Tropical Cyclone Evan is battering Samoa and American Samoa in the South Pacific with wind gusts up to 130 mph, heavy rain and pounding surf.

The National Weather Service in Pago Pago issued hurricane and high surf warnings for the islands as well as a flash flood watch.

There were reports of two deaths from the storm in Samoa, an independent country with a population of 183,000. American Samoa is a U.S. territory with a population of about 55,000.

The weather service said Thursday morning that Evan was nearly stationary over the islands. The Joint Typhoon Warning Center in Hawaii said Evan's strength could increase over the next 48 hours, making it a Category 3 storm with maximum sustained winds of 126 mph, before it moves away from the Samoan islands to the southwest toward Fiji.

The islands straddle the International Dateline in the Pacific, meaning when it's early Friday in Samoa, it's early Thursday in American Samoa.
Fiji's Meteorological Service said Evan was expected to arrive in that country's waters by Sunday as a Category 3 storm.

Journalist Cherelle Jackson told ABC News of Australia that there was heavy damage in the Samoan capital of Apia, with houses flattened by the storm.

Storm surge and high surf, which the U.S. National Weather Service said could reach 20 feet in the islands, was making a mess of Apia, Jackson said.

Jackson said water and power service had been knocked out in Apia. Many of the open-style Samoan homes, fales, which don't have windows or doors, sustained heavy damage, she said.

"I don't think we were well prepared because the warning didn't get serious until late last night," Jackson said in a phone interview with ABC.

Jackson said food could be a problem once the storm passes because the trees that supply Samoan staples, such as breadfruit, taro and bananas, had taken a heavy hit from the storm's winds.

"The breadfruits are just all over the road," she said.

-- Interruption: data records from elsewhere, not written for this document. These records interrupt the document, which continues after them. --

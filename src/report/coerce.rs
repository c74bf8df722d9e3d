// src/report/coerce.rs

use anyhow::{bail, Context, Result};

use crate::report::Table;

/// Per-column policy for turning report text into numbers.
#[derive(Clone, Copy, Debug, PartialEq, Eq)]
pub enum Coercion {
    /// Any unparseable cell aborts the load of the whole table.
    Strict,
    /// An unparseable cell becomes a missing value and the load continues.
    Lenient,
}

/// Coerce the named column to numbers under `coercion`.
///
/// A missing column is an error under either policy. Cells that parse to a
/// non-finite value count as coercion failures; a latency or load sample is
/// only usable if it is a real number.
pub fn numeric_column(
    table: &Table,
    name: &str,
    coercion: Coercion,
) -> Result<Vec<Option<f64>>> {
    let idx = table
        .column_index(name)
        .with_context(|| format!("column '{}' not found in table", name))?;

    let mut out = Vec::with_capacity(table.rows.len());
    for (row_idx, row) in table.rows.iter().enumerate() {
        let raw = row[idx].as_str();
        match raw.parse::<f64>() {
            Ok(v) if v.is_finite() => out.push(Some(v)),
            _ => match coercion {
                Coercion::Strict => {
                    bail!("column '{}' row {}: '{}' is not numeric", name, row_idx, raw)
                }
                Coercion::Lenient => out.push(None),
            },
        }
    }
    Ok(out)
}

/// Strictly coerce the named column; every cell must be numeric.
pub fn required_numeric_column(table: &Table, name: &str) -> Result<Vec<f64>> {
    Ok(numeric_column(table, name, Coercion::Strict)?
        .into_iter()
        .flatten()
        .collect())
}
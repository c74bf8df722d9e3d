// src/report/load.rs

use std::collections::BTreeMap;
use std::fs;
use std::io::ErrorKind;
use std::path::Path;

use anyhow::{Context, Result};
use serde::Serialize;
use tracing::debug;

use crate::report::coerce::{numeric_column, required_numeric_column, Coercion};
use crate::report::{extract_table, Table};

/// Report file the stress-test runner drops in the working directory.
pub const REPORT_FILE: &str = "performance-report.md";

pub const BATCH_SECTION: &str = "## Batch Progression";
pub const DETAIL_SECTION: &str = "## Detailed Metrics";

/// Per-operation latency columns of the detailed metrics table, in the order
/// the runner writes them.
pub const OPERATIONS: &[&str] = &[
    "Register", "Login", "Profile", "Lobby", "Socket", "Update", "Search",
];
pub const TOTAL_COLUMN: &str = "Total";
const USER_COLUMN: &str = "User";

/// One row of the batch progression table.
#[derive(Debug, Clone, PartialEq, Serialize)]
pub struct BatchRecord {
    pub batch_size: u32,
    pub max_latency_ms: f64,
    pub success: u32,
    pub failed: u32,
    pub status: String,
}

impl BatchRecord {
    pub fn passed(&self) -> bool {
        self.status == "PASS"
    }
}

/// One user's per-operation latencies from the detailed metrics table.
#[derive(Debug, Clone, PartialEq, Serialize)]
pub struct DetailRecord {
    pub user: u32,
    /// Latency per operation column; `None` where the runner wrote a
    /// non-numeric placeholder.
    pub latencies: BTreeMap<String, Option<f64>>,
    pub total: Option<f64>,
}

/// Read the report file, distinguishing "not produced yet" from real I/O
/// failures.
pub fn read_report(path: &Path) -> Result<Option<String>> {
    match fs::read_to_string(path) {
        Ok(content) => Ok(Some(content)),
        Err(e) if e.kind() == ErrorKind::NotFound => Ok(None),
        Err(e) => Err(e).with_context(|| format!("reading report {}", path.display())),
    }
}

/// Load the batch progression table. Load and latency columns are strict:
/// a malformed cell makes the whole table unusable.
pub fn parse_batches(content: &str) -> Result<Vec<BatchRecord>> {
    let table = extract_table(content, BATCH_SECTION, Some(DETAIL_SECTION));
    if table.is_empty() {
        return Ok(Vec::new());
    }
    log_drops(&table, BATCH_SECTION);

    let sizes = required_numeric_column(&table, "Batch Size")?;
    let latencies = required_numeric_column(&table, "Max Latency (ms)")?;
    let successes = required_numeric_column(&table, "Success")?;
    let failures = required_numeric_column(&table, "Failed")?;
    let statuses = table
        .column("Status")
        .context("column 'Status' not found in table")?;

    let records = (0..table.len())
        .map(|i| BatchRecord {
            batch_size: sizes[i] as u32,
            max_latency_ms: latencies[i],
            success: successes[i] as u32,
            failed: failures[i] as u32,
            status: statuses[i].to_string(),
        })
        .collect();
    Ok(records)
}

/// Load the detailed metrics table. The user id is strict; operation columns
/// are lenient, so a stray placeholder becomes a missing sample instead of
/// sinking the table. Records come back sorted by user id.
pub fn parse_details(content: &str) -> Result<Vec<DetailRecord>> {
    let table = extract_table(content, DETAIL_SECTION, None);
    if table.is_empty() {
        return Ok(Vec::new());
    }
    log_drops(&table, DETAIL_SECTION);

    let users = required_numeric_column(&table, USER_COLUMN)?;

    let mut op_columns: Vec<(&str, Vec<Option<f64>>)> = Vec::new();
    for &op in OPERATIONS {
        if table.column_index(op).is_some() {
            op_columns.push((op, numeric_column(&table, op, Coercion::Lenient)?));
        }
    }
    let totals = match table.column_index(TOTAL_COLUMN) {
        Some(_) => Some(numeric_column(&table, TOTAL_COLUMN, Coercion::Lenient)?),
        None => None,
    };

    let mut records: Vec<DetailRecord> = (0..table.len())
        .map(|i| DetailRecord {
            user: users[i] as u32,
            latencies: op_columns
                .iter()
                .map(|(op, col)| (op.to_string(), col[i]))
                .collect(),
            total: totals.as_ref().and_then(|col| col[i]),
        })
        .collect();
    records.sort_by_key(|r| r.user);
    Ok(records)
}

fn log_drops(table: &Table, section: &str) {
    if table.dropped_rows > 0 {
        debug!(
            section,
            dropped = table.dropped_rows,
            "dropped malformed table rows"
        );
    }
}

#[cfg(test)]
mod tests {
    use super::*;
    use std::io::Write;
    use tempfile::NamedTempFile;

    const REPORT: &str = r#"# Stress Test Report

## Batch Progression

| Batch Size | Max Latency (ms) | Success | Failed | Status |
|------------|------------------|---------|--------|--------|
| 10         | 100.0            | 10      | 0      | PASS   |
| 20         | 250.0            | 20      | 0      | PASS   |
| 40         | 900.0            | 38      | 2      | FAIL   |

## Detailed Metrics

| User | Register | Login | Profile | Total |
|------|----------|-------|---------|-------|
| 10   | 12.0     | 8.5   | 30.0    | 50.5  |
| 2    | 14.1     | -     | 28.0    | 42.1  |
| 1    | 11.8     | 7.9   | 29.5    | 49.2  |
"#;

    #[test]
    fn parses_batch_records() {
        let batches = parse_batches(REPORT).unwrap();
        assert_eq!(batches.len(), 3);
        assert_eq!(
            batches[0],
            BatchRecord {
                batch_size: 10,
                max_latency_ms: 100.0,
                success: 10,
                failed: 0,
                status: "PASS".to_string(),
            }
        );
        assert!(batches[0].passed());
        assert!(!batches[2].passed());
    }

    #[test]
    fn parses_details_sorted_by_user() {
        let details = parse_details(REPORT).unwrap();
        let users: Vec<u32> = details.iter().map(|d| d.user).collect();
        assert_eq!(users, vec![1, 2, 10]);
    }

    #[test]
    fn lenient_operation_columns_keep_missing_markers() {
        let details = parse_details(REPORT).unwrap();
        let user2 = &details[1];
        assert_eq!(user2.latencies["Register"], Some(14.1));
        assert_eq!(user2.latencies["Login"], None);
        assert_eq!(user2.total, Some(42.1));
        // Columns absent from the report are absent from the record too.
        assert!(!user2.latencies.contains_key("Socket"));
    }

    #[test]
    fn strict_failure_aborts_only_its_table() {
        let report = REPORT.replace("| 20         | 250.0", "| twenty     | 250.0");
        assert!(parse_batches(&report).is_err());
        assert!(parse_details(&report).is_ok());
    }

    #[test]
    fn empty_report_loads_as_no_data() {
        assert!(parse_batches("").unwrap().is_empty());
        assert!(parse_details("no tables here").unwrap().is_empty());
    }

    #[test]
    fn read_report_distinguishes_absence_from_content() {
        let mut tmp = NamedTempFile::new().unwrap();
        tmp.write_all(REPORT.as_bytes()).unwrap();
        assert!(read_report(tmp.path()).unwrap().is_some());

        let missing = tmp.path().with_extension("gone");
        assert!(read_report(&missing).unwrap().is_none());
    }
}
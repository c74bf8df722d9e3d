// src/render/mod.rs

use std::path::{Path, PathBuf};
use std::process::Command;

use anyhow::{bail, Context, Result};
use chrono::{DateTime, Utc};
use glob::glob;
use rayon::prelude::*;
use serde::Serialize;
use tracing::{error, info};

/// Renderer invocations run at once.
pub const DEFAULT_WORKERS: usize = 4;

/// One renderer invocation's result.
#[derive(Debug, Serialize)]
pub struct RenderOutcome {
    pub source: PathBuf,
    /// `None` on success; otherwise the renderer or spawn error text.
    pub error: Option<String>,
}

/// Bookkeeping for a whole render run, written out as JSON.
#[derive(Debug, Serialize)]
pub struct RenderSummary {
    pub total: usize,
    pub rendered: usize,
    pub failed: usize,
    pub started: DateTime<Utc>,
    pub finished: DateTime<Utc>,
    pub outcomes: Vec<RenderOutcome>,
}

/// Find every `.puml` source under `dir`, recursively, sorted by path.
pub fn discover_sources(dir: &Path) -> Result<Vec<PathBuf>> {
    let pattern = format!("{}/**/*.puml", dir.display());
    let mut sources: Vec<PathBuf> = glob(&pattern)
        .with_context(|| format!("bad glob pattern {}", pattern))?
        .filter_map(|entry| entry.ok())
        .collect();
    sources.sort();
    Ok(sources)
}

/// Render one diagram to PNG next to its source.
fn render_one(jar: &Path, source: &Path) -> Result<()> {
    let output = Command::new("java")
        .arg("-jar")
        .arg(jar)
        .arg("-tpng")
        .arg(source)
        .output()
        .with_context(|| format!("spawning renderer for {}", source.display()))?;

    if !output.status.success() {
        let stderr = String::from_utf8_lossy(&output.stderr);
        bail!("renderer exited with {}: {}", output.status, stderr.trim());
    }
    Ok(())
}

/// Render every source on a fixed-size pool.
///
/// Each file is an independent unit: a failure is captured in its outcome and
/// the rest of the batch still runs. No retries, and completion order is
/// whatever the pool produces; outcomes come back in source order regardless.
pub fn render_all(jar: &Path, sources: Vec<PathBuf>, workers: usize) -> Result<RenderSummary> {
    let started = Utc::now();
    let pool = rayon::ThreadPoolBuilder::new()
        .num_threads(workers)
        .build()
        .context("building render pool")?;

    let outcomes: Vec<RenderOutcome> = pool.install(|| {
        sources
            .into_par_iter()
            .map(|source| {
                info!("processing {}", source.display());
                let error = render_one(jar, &source).err().map(|e| format!("{:#}", e));
                if let Some(err) = &error {
                    error!("error processing {}: {}", source.display(), err);
                }
                RenderOutcome { source, error }
            })
            .collect()
    });

    let failed = outcomes.iter().filter(|o| o.error.is_some()).count();
    Ok(RenderSummary {
        total: outcomes.len(),
        rendered: outcomes.len() - failed,
        failed,
        started,
        finished: Utc::now(),
        outcomes,
    })
}

#[cfg(test)]
mod tests {
    use super::*;
    use std::fs;
    use tempfile::TempDir;

    fn touch(dir: &Path, rel: &str) -> PathBuf {
        let path = dir.join(rel);
        fs::create_dir_all(path.parent().unwrap()).unwrap();
        fs::write(&path, "@startuml\n@enduml\n").unwrap();
        path
    }

    #[test]
    fn discovers_nested_sources_sorted() {
        let tmp = TempDir::new().unwrap();
        let b = touch(tmp.path(), "sub/deep/b.puml");
        let a = touch(tmp.path(), "a.puml");
        touch(tmp.path(), "sub/readme.md");

        let sources = discover_sources(tmp.path()).unwrap();
        assert_eq!(sources, vec![a, b]);
    }

    #[test]
    fn no_sources_is_fine() {
        let tmp = TempDir::new().unwrap();
        assert!(discover_sources(tmp.path()).unwrap().is_empty());
    }

    #[test]
    fn failures_are_contained_per_file() {
        let tmp = TempDir::new().unwrap();
        let sources = vec![
            touch(tmp.path(), "one.puml"),
            touch(tmp.path(), "two.puml"),
        ];

        // A jar that doesn't exist: whether java itself is present or not,
        // every invocation fails, and every file still gets an outcome.
        let jar = tmp.path().join("missing.jar");
        let summary = render_all(&jar, sources.clone(), 2).unwrap();

        assert_eq!(summary.total, 2);
        assert_eq!(summary.failed, 2);
        assert_eq!(summary.rendered, 0);
        assert_eq!(summary.outcomes.len(), 2);
        for (outcome, source) in summary.outcomes.iter().zip(&sources) {
            assert_eq!(&outcome.source, source);
            assert!(outcome.error.is_some());
        }
        assert!(summary.finished >= summary.started);
    }
}
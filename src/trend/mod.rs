// src/trend/mod.rs

use serde::Serialize;

/// Latency ceiling used for capacity projection, in milliseconds.
pub const LATENCY_THRESHOLD_MS: f64 = 5000.0;

/// Observations required before a trend fit is attempted.
pub const MIN_SAMPLES: usize = 3;

/// Sample count of the fitted curve handed to charting.
const CURVE_POINTS: usize = 100;
/// How far past the projected load the fitted curve extends.
const CURVE_OVERSHOOT: f64 = 10.0;

/// Coefficients below this are fit roundoff, not signal.
const COEFF_EPS: f64 = 1e-9;

/// Least-squares quadratic `p(x) = a·x² + b·x + c`.
#[derive(Debug, Clone, Copy, PartialEq, Serialize)]
pub struct Quadratic {
    pub a: f64,
    pub b: f64,
    pub c: f64,
}

impl Quadratic {
    /// Fit the least-squares quadratic through `(xs, ys)`.
    ///
    /// Returns `None` with fewer than [`MIN_SAMPLES`] observations, on a
    /// length mismatch, or when the normal equations are singular (all x
    /// values identical, for instance).
    pub fn fit(xs: &[f64], ys: &[f64]) -> Option<Self> {
        if xs.len() != ys.len() || xs.len() < MIN_SAMPLES {
            return None;
        }

        // Power sums for the 3x3 normal equations.
        let mut s = [0.0f64; 5];
        let mut t = [0.0f64; 3];
        for (&x, &y) in xs.iter().zip(ys) {
            let x2 = x * x;
            s[0] += 1.0;
            s[1] += x;
            s[2] += x2;
            s[3] += x2 * x;
            s[4] += x2 * x2;
            t[0] += y;
            t[1] += y * x;
            t[2] += y * x2;
        }

        let mut m = [
            [s[4], s[3], s[2], t[2]],
            [s[3], s[2], s[1], t[1]],
            [s[2], s[1], s[0], t[0]],
        ];
        solve3(&mut m).map(|[a, b, c]| Self { a, b, c })
    }

    pub fn eval(&self, x: f64) -> f64 {
        (self.a * x + self.b) * x + self.c
    }

    /// Real roots of `p(x) = level`, ascending. Empty when the curve never
    /// reaches `level`.
    fn roots_at(&self, level: f64) -> Vec<f64> {
        let c = self.c - level;
        if self.a.abs() < COEFF_EPS {
            if self.b.abs() < COEFF_EPS {
                return Vec::new();
            }
            return vec![-c / self.b];
        }

        let disc = self.b * self.b - 4.0 * self.a * c;
        if disc < 0.0 {
            return Vec::new();
        }
        let sq = disc.sqrt();
        let mut roots = vec![
            (-self.b - sq) / (2.0 * self.a),
            (-self.b + sq) / (2.0 * self.a),
        ];
        roots.sort_by(f64::total_cmp);
        roots
    }
}

/// Solve a 3x3 system in augmented form via Gauss-Jordan with partial
/// pivoting. `None` on a singular system.
fn solve3(m: &mut [[f64; 4]; 3]) -> Option<[f64; 3]> {
    for col in 0..3 {
        let pivot = (col..3).max_by(|&i, &j| m[i][col].abs().total_cmp(&m[j][col].abs()))?;
        if m[pivot][col].abs() < 1e-12 {
            return None;
        }
        m.swap(col, pivot);
        for row in 0..3 {
            if row != col {
                let f = m[row][col] / m[col][col];
                for k in col..4 {
                    m[row][k] -= f * m[col][k];
                }
            }
        }
    }
    Some([m[0][3] / m[0][0], m[1][3] / m[1][1], m[2][3] / m[2][2]])
}

/// Outcome of the capacity projection.
#[derive(Debug, Clone, Copy, PartialEq, Eq, Serialize)]
#[serde(rename_all = "snake_case")]
pub enum Projection {
    /// Load level at which the fitted trend reaches the threshold.
    Predicted(u64),
    /// The trend has no real crossing beyond the observed range.
    Unknown,
}

/// A fitted latency trend with its threshold crossing estimate.
#[derive(Debug, Clone, Serialize)]
pub struct TrendProjection {
    pub fit: Quadratic,
    pub projection: Projection,
    /// `(x, p(x))` samples spanning the observed range out past the
    /// projection, for charting. Empty when the projection is unknown.
    pub curve: Vec<(f64, f64)>,
}

/// Fit a quadratic latency trend and estimate the load at which it crosses
/// [`LATENCY_THRESHOLD_MS`].
///
/// Returns `None` when fewer than [`MIN_SAMPLES`] observations exist or the
/// fit is degenerate; callers fall back to plotting the raw series. A fit
/// whose roots all lie at or below the largest observed load is an
/// interpolation, not a capacity estimate, so those yield
/// [`Projection::Unknown`].
pub fn project(xs: &[f64], ys: &[f64]) -> Option<TrendProjection> {
    let fit = Quadratic::fit(xs, ys)?;

    let min_x = xs.iter().copied().fold(f64::INFINITY, f64::min);
    let max_x = xs.iter().copied().fold(f64::NEG_INFINITY, f64::max);

    let candidate = fit
        .roots_at(LATENCY_THRESHOLD_MS)
        .into_iter()
        .find(|r| r.is_finite() && *r > max_x);

    let trend = match candidate {
        Some(root) => {
            let predicted = root.trunc() as u64;
            let span_end = predicted as f64 + CURVE_OVERSHOOT;
            let step = (span_end - min_x) / (CURVE_POINTS - 1) as f64;
            let curve = (0..CURVE_POINTS)
                .map(|i| {
                    let x = min_x + step * i as f64;
                    (x, fit.eval(x))
                })
                .collect();
            TrendProjection {
                fit,
                projection: Projection::Predicted(predicted),
                curve,
            }
        }
        None => TrendProjection {
            fit,
            projection: Projection::Unknown,
            curve: Vec::new(),
        },
    };
    Some(trend)
}

#[cfg(test)]
mod tests {
    use super::*;

    const XS: &[f64] = &[10.0, 20.0, 30.0, 40.0];
    const YS: &[f64] = &[100.0, 250.0, 500.0, 900.0];

    fn assert_close(got: f64, want: f64) {
        assert!((got - want).abs() < 1e-6, "got {}, want {}", got, want);
    }

    #[test]
    fn fits_known_coefficients() {
        let q = Quadratic::fit(XS, YS).unwrap();
        assert_close(q.a, 0.625);
        assert_close(q.b, -4.75);
        assert_close(q.c, 87.5);
    }

    #[test]
    fn projects_threshold_crossing_beyond_observed_range() {
        let trend = project(XS, YS).unwrap();
        // Exact root of 0.625x² - 4.75x + 87.5 = 5000 is ~92.538.
        assert_eq!(trend.projection, Projection::Predicted(92));
    }

    #[test]
    fn curve_spans_observed_range_to_projection_overshoot() {
        let trend = project(XS, YS).unwrap();
        assert_eq!(trend.curve.len(), 100);
        assert_close(trend.curve[0].0, 10.0);
        assert_close(trend.curve[99].0, 102.0); // 92 + 10
        assert_close(trend.curve[0].1, trend.fit.eval(10.0));
        // x strictly increasing across the curve
        assert!(trend.curve.windows(2).all(|w| w[0].0 < w[1].0));
    }

    #[test]
    fn decreasing_trend_is_unknown() {
        // Linearly falling latency: the only threshold crossing sits far
        // below the observed range.
        let trend = project(&[10.0, 20.0, 30.0], &[100.0, 90.0, 80.0]).unwrap();
        assert_eq!(trend.projection, Projection::Unknown);
        assert!(trend.curve.is_empty());
    }

    #[test]
    fn flat_trend_is_unknown() {
        let trend = project(&[10.0, 20.0, 30.0], &[100.0, 100.0, 100.0]).unwrap();
        assert_eq!(trend.projection, Projection::Unknown);
    }

    #[test]
    fn curve_peaking_below_threshold_is_unknown() {
        // Concave-down parabola topping out around 200ms: no real roots.
        let xs = [10.0, 20.0, 30.0];
        let ys = [100.0, 200.0, 100.0];
        let trend = project(&xs, &ys).unwrap();
        assert_eq!(trend.projection, Projection::Unknown);
    }

    #[test]
    fn too_few_samples_skips_projection() {
        assert!(project(&[10.0, 20.0], &[100.0, 200.0]).is_none());
        assert!(project(&[], &[]).is_none());
    }

    #[test]
    fn degenerate_x_values_yield_no_fit() {
        assert!(Quadratic::fit(&[5.0, 5.0, 5.0], &[1.0, 2.0, 3.0]).is_none());
        assert!(project(&[5.0, 5.0, 5.0], &[1.0, 2.0, 3.0]).is_none());
    }

    #[test]
    fn crossing_inside_observed_range_is_rejected() {
        // The fit crosses 5000 near x = 73, inside the observed range, and
        // both real roots sit at or below max(x): an interpolated crossing
        // is not a capacity estimate.
        let xs = [10.0, 50.0, 100.0];
        let ys = [100.0, 2500.0, 9000.0];
        let trend = project(&xs, &ys).unwrap();
        assert_eq!(trend.projection, Projection::Unknown);
    }

    #[test]
    fn eval_matches_horner_expansion() {
        let q = Quadratic {
            a: 2.0,
            b: -3.0,
            c: 1.0,
        };
        assert_close(q.eval(4.0), 2.0 * 16.0 - 12.0 + 1.0);
    }
}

The New Zealand high commissioner in Apia, Nick Hurley, told Radio New Zealand of heavy damage.

"From what I have seen and heard it has made a huge impact on, for a start, all the vegetation, the trees, the infrastructure, all around Apia the power is out. A lot of people don’t have any water . The trees have snapped, in a lot of cases have actually come down across roads, crashed into the fale, onto the houses," Hurley is quoted as saying.